Dès les premières images, on devine la tonalité de cette histoire d’amour : comme la mer déchaînée qui vient s’écraser contre la grève, la liaison entre Hélène et Gilles sera impérieuse, violente, profondément perverse. Mais des plans de l’océan bleu et étale, celui que peut contempler Hélène de son studio en ville, témoignent d’une plénitude, d’un absolu merveilleux. La plus belle façon d’échapper à la solitude des personnages au monde.
Tourné dans un Biarritz quasi fantôme, pluvieux et en bord de mer, Hôtel des Amériques trace les limites d’un univers où chacun n’est que de passage (l’hôtel par essence) tout en rêvant d’ailleurs (les rêves de gloire de Gilles et son comparse musicien Bernard et leur velléité continuelle de départ “en Arabie”, à Paris ou à Londres). Outre le couple central, les autres personnages semblent désœuvrés, en quête d’un sens à donner à leur vie (l’amour, la reconnaissance artistique…).
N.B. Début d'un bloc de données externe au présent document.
use crate::board::board::Board;
use crate::board::chess_types::*;
use crate::utils::algebraic::square_to_algebraic;

/// Encode `board` as a six-field FEN string.
pub fn generate_fen(board: &Board) -> String {
    let side_to_move = match board.side_to_move {
        Color::White => "w",
        Color::Black => "b",
    };
    let en_passant = board
        .en_passant_square
        .map(square_to_algebraic)
        .unwrap_or_else(|| "-".to_owned());

    format!(
        "{} {} {} {} {} {}",
        generate_placement_field(board),
        side_to_move,
        generate_castling_field(board.castling_rights),
        en_passant,
        board.halfmove_clock,
        board.fullmove_number
    )
}

fn generate_placement_field(board: &Board) -> String {
    let mut out = String::with_capacity(72);

    for rank in (0..8u8).rev() {
        let mut empty_count = 0u8;

        for file in 0..8u8 {
            match board.piece_on(make_square(file, rank)) {
                Some(piece) => {
                    if empty_count > 0 {
                        out.push(char::from(b'0' + empty_count));
                        empty_count = 0;
                    }
                    out.push(piece.fen_char());
                }
                None => empty_count += 1,
            }
        }

        if empty_count > 0 {
            out.push(char::from(b'0' + empty_count));
        }
        if rank > 0 {
            out.push('/');
        }
    }

    out
}

fn generate_castling_field(rights: CastlingRights) -> String {
    let out: String = [
        (CASTLE_WHITE_KINGSIDE, 'K'),
        (CASTLE_WHITE_QUEENSIDE, 'Q'),
        (CASTLE_BLACK_KINGSIDE, 'k'),
        (CASTLE_BLACK_QUEENSIDE, 'q'),
    ]
    .into_iter()
    .filter(|(flag, _)| rights & flag != 0)
    .map(|(_, ch)| ch)
    .collect();

    if out.is_empty() {
        "-".to_owned()
    } else {
        out
    }
}

#[cfg(test)]
mod tests {
    use rand::rngs::StdRng;
    use rand::{Rng, SeedableRng};

    use super::generate_fen;
    use crate::board::board::Board;
    use crate::board::chess_rules::STARTING_POSITION_FEN;
    use crate::move_generation::legal_move_generator::generate_legal_moves;
    use crate::move_generation::move_apply::apply_move;
    use crate::utils::fen_parser::parse_fen;

    #[test]
    fn round_trip_starting_position_fen() {
        let parsed = parse_fen(STARTING_POSITION_FEN).expect("starting FEN should parse");
        let generated = generate_fen(&parsed);

        assert_eq!(generated, STARTING_POSITION_FEN);
        assert_eq!(parse_fen(&generated).expect("generated FEN should parse"), parsed);
    }

    #[test]
    fn round_trip_custom_position_fen() {
        for fen in [
            "r1bqk2r/pppp1ppp/2n2n2/2b1p3/2B1P3/2N2N2/PPPP1PPP/R1BQ1RK1 b kq - 4 6",
            "4k3/8/8/3pP3/8/8/8/4K3 w - d6 0 2",
            "8/8/8/8/8/8/8/K6k b - - 99 120",
        ] {
            let parsed = parse_fen(fen).expect("custom FEN should parse");
            assert_eq!(generate_fen(&parsed), fen);
        }
    }

    #[test]
    fn reachable_boards_round_trip_field_for_field() {
        let mut rng = StdRng::seed_from_u64(42);

        for _ in 0..10 {
            let mut board = Board::new_game();
            for _ in 0..80 {
                let decoded = parse_fen(&generate_fen(&board)).expect("encoded FEN should parse");
                assert_eq!(decoded, board);

                let moves = generate_legal_moves(&board);
                if moves.is_empty() {
                    break;
                }
                let mv = moves[rng.random_range(0..moves.len())];
                board = apply_move(&board, mv).expect("legal move should apply");
            }
        }
    }
}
Pour combler ce vide, les expédients sont divers : le jeu (les nombreuses scènes de casino), la bagarre (aller “casser du pédé”)…
Haine de soi
Mais nulle addiction ne surpasse la passion dans sa capacité à triompher de l’absurdité de la vie. Il y a un prix à payer : la souffrance. Culpabilité, haine de soi sont les réservoirs où ces amants vont puiser la fougue de leurs baisers, aspirés par un climat de danger croissant. Téchiné le matérialise par un rapport de mise en scène à la vitesse : les excès de conduite en voiture ; les corps mobiles, jamais en place, inscrits dans la fuite, la course, les retrouvailles ; le débit de Deneuve, grande spécialiste des répliques mitraillette.
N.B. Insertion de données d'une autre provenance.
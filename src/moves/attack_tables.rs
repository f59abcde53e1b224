//! Attack sets for every piece kind.
//!
//! Leaper attacks (knight, king, pawn) are precomputed at compile time from
//! their offset lists. Slider attacks are traced ray by ray against the
//! occupancy mask and include the first blocker, whichever side owns it.

use crate::board::chess_types::{Color, Square};

const KNIGHT_OFFSETS: [(i32, i32); 8] = [
    (1, 2),
    (2, 1),
    (2, -1),
    (1, -2),
    (-1, -2),
    (-2, -1),
    (-2, 1),
    (-1, 2),
];

const KING_OFFSETS: [(i32, i32); 8] = [
    (-1, -1),
    (0, -1),
    (1, -1),
    (-1, 0),
    (1, 0),
    (-1, 1),
    (0, 1),
    (1, 1),
];

const WHITE_PAWN_OFFSETS: [(i32, i32); 2] = [(-1, 1), (1, 1)];
const BLACK_PAWN_OFFSETS: [(i32, i32); 2] = [(-1, -1), (1, -1)];

pub const BISHOP_DIRECTIONS: [(i32, i32); 4] = [(1, 1), (-1, 1), (1, -1), (-1, -1)];
pub const ROOK_DIRECTIONS: [(i32, i32); 4] = [(0, 1), (0, -1), (1, 0), (-1, 0)];

pub const KNIGHT_ATTACKS: [u64; 64] = leaper_table(&KNIGHT_OFFSETS);
pub const KING_ATTACKS: [u64; 64] = leaper_table(&KING_OFFSETS);
pub const WHITE_PAWN_ATTACKS: [u64; 64] = leaper_table(&WHITE_PAWN_OFFSETS);
pub const BLACK_PAWN_ATTACKS: [u64; 64] = leaper_table(&BLACK_PAWN_OFFSETS);

#[inline]
pub const fn knight_attacks(square: Square) -> u64 {
    KNIGHT_ATTACKS[square as usize]
}

#[inline]
pub const fn king_attacks(square: Square) -> u64 {
    KING_ATTACKS[square as usize]
}

/// Squares a pawn of `color` on `square` attacks diagonally.
#[inline]
pub const fn pawn_attacks(color: Color, square: Square) -> u64 {
    match color {
        Color::White => WHITE_PAWN_ATTACKS[square as usize],
        Color::Black => BLACK_PAWN_ATTACKS[square as usize],
    }
}

#[inline]
pub fn bishop_attacks(square: Square, occupancy: u64) -> u64 {
    slider_attacks(square, occupancy, &BISHOP_DIRECTIONS)
}

#[inline]
pub fn rook_attacks(square: Square, occupancy: u64) -> u64 {
    slider_attacks(square, occupancy, &ROOK_DIRECTIONS)
}

#[inline]
pub fn queen_attacks(square: Square, occupancy: u64) -> u64 {
    bishop_attacks(square, occupancy) | rook_attacks(square, occupancy)
}

fn slider_attacks(square: Square, occupancy: u64, directions: &[(i32, i32)]) -> u64 {
    let origin_file = i32::from(square % 8);
    let origin_rank = i32::from(square / 8);
    let mut attacks = 0u64;

    for &(file_step, rank_step) in directions {
        let mut file = origin_file + file_step;
        let mut rank = origin_rank + rank_step;

        while (0..8).contains(&file) && (0..8).contains(&rank) {
            let bit = 1u64 << (rank * 8 + file);
            attacks |= bit;
            if occupancy & bit != 0 {
                break;
            }
            file += file_step;
            rank += rank_step;
        }
    }

    attacks
}

const fn leaper_table(offsets: &[(i32, i32)]) -> [u64; 64] {
    let mut table = [0u64; 64];
    let mut sq = 0usize;

    while sq < 64 {
        let file = (sq % 8) as i32;
        let rank = (sq / 8) as i32;
        let mut attacks = 0u64;
        let mut i = 0usize;

        while i < offsets.len() {
            let (df, dr) = offsets[i];
            attacks |= bit_if_on_board(file + df, rank + dr);
            i += 1;
        }

        table[sq] = attacks;
        sq += 1;
    }

    table
}

const fn bit_if_on_board(file: i32, rank: i32) -> u64 {
    if file < 0 || file > 7 || rank < 0 || rank > 7 {
        return 0;
    }
    1u64 << (rank * 8 + file)
}

#[cfg(test)]
mod tests {
    use super::*;

    const A1: Square = 0;
    const C1: Square = 2;
    const E2: Square = 12;
    const D4: Square = 27;
    const E7: Square = 52;

    #[test]
    fn leaper_counts_at_center_and_corner() {
        assert_eq!(knight_attacks(D4).count_ones(), 8);
        assert_eq!(knight_attacks(A1).count_ones(), 2);
        assert_eq!(king_attacks(A1).count_ones(), 3);
        assert_eq!(king_attacks(D4).count_ones(), 8);
    }

    #[test]
    fn pawn_attacks_point_toward_the_enemy() {
        assert_eq!(pawn_attacks(Color::White, E2), (1u64 << 19) | (1u64 << 21));
        assert_eq!(pawn_attacks(Color::Black, E7), (1u64 << 43) | (1u64 << 45));
        // a-file pawn has a single capture square
        assert_eq!(pawn_attacks(Color::White, 8).count_ones(), 1);
    }

    #[test]
    fn empty_board_ray_lengths() {
        assert_eq!(bishop_attacks(D4, 0).count_ones(), 13);
        assert_eq!(rook_attacks(D4, 0).count_ones(), 14);
        assert_eq!(queen_attacks(D4, 0).count_ones(), 27);
    }

    #[test]
    fn blocker_is_included_and_stops_the_ray() {
        let blocker_on_e3 = 1u64 << 20;
        let attacks = bishop_attacks(C1, blocker_on_e3);
        assert_ne!(attacks & (1u64 << 20), 0);
        assert_eq!(attacks & (1u64 << 29), 0);

        let blocker_on_a4 = 1u64 << 24;
        let attacks = rook_attacks(A1, blocker_on_a4);
        assert_ne!(attacks & (1u64 << 24), 0);
        assert_eq!(attacks & (1u64 << 32), 0);
    }
}
//! Structured move value.

use std::fmt;

use crate::board::chess_types::{PieceKind, Square};
use crate::utils::algebraic::square_to_algebraic;

pub type MoveFlags = u8;

pub const FLAG_CAPTURE: MoveFlags = 1 << 0;
pub const FLAG_EN_PASSANT: MoveFlags = 1 << 1;
pub const FLAG_CASTLE_KINGSIDE: MoveFlags = 1 << 2;
pub const FLAG_CASTLE_QUEENSIDE: MoveFlags = 1 << 3;
pub const FLAG_DOUBLE_PAWN_PUSH: MoveFlags = 1 << 4;

pub const FLAG_CASTLING: MoveFlags = FLAG_CASTLE_KINGSIDE | FLAG_CASTLE_QUEENSIDE;

/// A move relative to the board it was generated from. `piece` is the kind
/// standing on `from` before the move.
#[derive(Debug, Clone, Copy, PartialEq, Eq, Hash)]
pub struct Move {
    pub from: Square,
    pub to: Square,
    pub piece: PieceKind,
    pub promotion: Option<PieceKind>,
    pub flags: MoveFlags,
}

impl Move {
    #[inline]
    pub const fn new(
        from: Square,
        to: Square,
        piece: PieceKind,
        promotion: Option<PieceKind>,
        flags: MoveFlags,
    ) -> Self {
        Self {
            from,
            to,
            piece,
            promotion,
            flags,
        }
    }

    #[inline]
    pub const fn is_capture(&self) -> bool {
        self.flags & FLAG_CAPTURE != 0
    }

    #[inline]
    pub const fn is_en_passant(&self) -> bool {
        self.flags & FLAG_EN_PASSANT != 0
    }

    #[inline]
    pub const fn is_castling(&self) -> bool {
        self.flags & FLAG_CASTLING != 0
    }

    #[inline]
    pub const fn is_double_pawn_push(&self) -> bool {
        self.flags & FLAG_DOUBLE_PAWN_PUSH != 0
    }
}

/// Coordinate form, e.g. `e2e4` or `e7e8q`.
impl fmt::Display for Move {
    fn fmt(&self, f: &mut fmt::Formatter<'_>) -> fmt::Result {
        f.write_str(&square_to_algebraic(self.from))?;
        f.write_str(&square_to_algebraic(self.to))?;
        if let Some(promotion) = self.promotion.and_then(PieceKind::san_letter) {
            write!(f, "{}", promotion.to_ascii_lowercase())?;
        }
        Ok(())
    }
}

#[cfg(test)]
mod tests {
    use super::{Move, FLAG_CAPTURE, FLAG_CASTLE_KINGSIDE};
    use crate::board::chess_types::PieceKind;

    #[test]
    fn display_uses_coordinate_notation() {
        let push = Move::new(12, 28, PieceKind::Pawn, None, 0);
        assert_eq!(push.to_string(), "e2e4");

        let promo = Move::new(52, 61, PieceKind::Pawn, Some(PieceKind::Queen), FLAG_CAPTURE);
        assert_eq!(promo.to_string(), "e7f8q");
        assert!(promo.is_capture());
    }

    #[test]
    fn castling_flag_is_reported() {
        let castle = Move::new(4, 6, PieceKind::King, None, FLAG_CASTLE_KINGSIDE);
        assert!(castle.is_castling());
        assert!(!castle.is_capture());
    }
}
Avec Hôtel des Amériques, Téchiné invente le mélo froid – opposé à sa version hollywoodienne chargée de motifs dramaturgiques et émotionnels. La fatalité amoureuse se combine à un sens accru de la coupe et du montage, d’hyperréalisme de la relation. Seule la musique enfiévrée de Philippe Sarde (compositeur fétiche du cinéaste) restitue les accents torturés de la passion.
Hôtel des Amériques d’André Téchiné, avec Catherine Deneuve, Patrick Dewaere, Josiane Balasko, Etienne Chicot (Fr., 1981, 1h35)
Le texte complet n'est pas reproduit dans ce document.